# [Xorg] Clavier non fonctionnel (résolu)

## SnowBear

Bonjour à tous,

Installation toute fraiche et je rencontre déjà mes premiers problèmes  :Very Happy:  (qui a dit que j'étais rouillé !!! ).

La machine est un portable Acer Aspire One.
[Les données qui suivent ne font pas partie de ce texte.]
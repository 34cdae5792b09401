//! Detector configuration

use serde::{Deserialize, Serialize};

/// Pixel normalization applied before inference
#[derive(Debug, Clone, Copy, PartialEq, Eq, Default, Serialize, Deserialize)]
#[serde(rename_all = "snake_case")]
pub enum Normalization {
    /// `value / 255`
    #[default]
    ZeroToOne,
    /// `value / 127.5 - 1`
    MinusOneToOne,
}

impl Normalization {
    /// Map one 8-bit channel value into model input space
    pub fn apply(self, value: u8) -> f32 {
        match self {
            Normalization::ZeroToOne => value as f32 / 255.0,
            Normalization::MinusOneToOne => (value as f32 / 127.5) - 1.0,
        }
    }
}

/// Detector configuration
#[derive(Debug, Clone, Serialize, Deserialize)]
#[serde(default)]
pub struct DetectorConfig {
    /// Path to the ONNX drowsiness model
    pub model_path: Option<String>,

    /// Model input width in pixels
    pub input_width: u32,

    /// Model input height in pixels
    pub input_height: u32,

    /// Input normalization
    pub normalization: Normalization,

    /// Index of the drowsiness score within the first model output
    pub output_index: usize,

    /// Scores at or above this value are reported as drowsy
    pub drowsy_threshold: f32,
}

impl Default for DetectorConfig {
    fn default() -> Self {
        Self {
            model_path: None,
            input_width: 224,
            input_height: 224,
            normalization: Normalization::ZeroToOne,
            output_index: 0,
            drowsy_threshold: 0.5,
        }
    }
}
En console le clavier fonctionne parfaitement.

Mon make.conf :

 *Quote:*   

> CFLAGS="-O2 -march=core2 -mtune=generic -mssse3 -mfpmath=sse -fomit-frame-pointer -pipe"
> 
> CXXFLAGS="${CFLAGS}"
> 
> CHOST="i686-pc-linux-gnu"
> ...

 

Le xorg.conf :

 *Quote:*   

> Section "ServerFlags"
> 
>         Option "DontZap" "yes"
> 
>         Option "DontVTSwitch" "yes"
> ...

 

Mon Xorg.log (réduit  :Very Happy:  )

 *Quote:*   

> 
> 
> (...)
> 
> (WW) AllowEmptyInput is on, devices using drivers 'kbd', 'mouse' or 'vmmouse' will be disabled.
> ...

 

Si quelqu'un à une idée parce que là je n'arrive pas à comprendre pourquoi il ne veut pas du clavier  :Very Happy:  .

Merci d'avance.

----------

## SnowBear

Résolu en démarrant hald... (et accessoirement en simplifiant mon xorg.conf).

----------

## engil

Tu as compilé ton système avec le Use "hal", tu ne devrais pas avoir besoin de section INPUT dans xorg.conf, voir pas de xorg.conf du tout.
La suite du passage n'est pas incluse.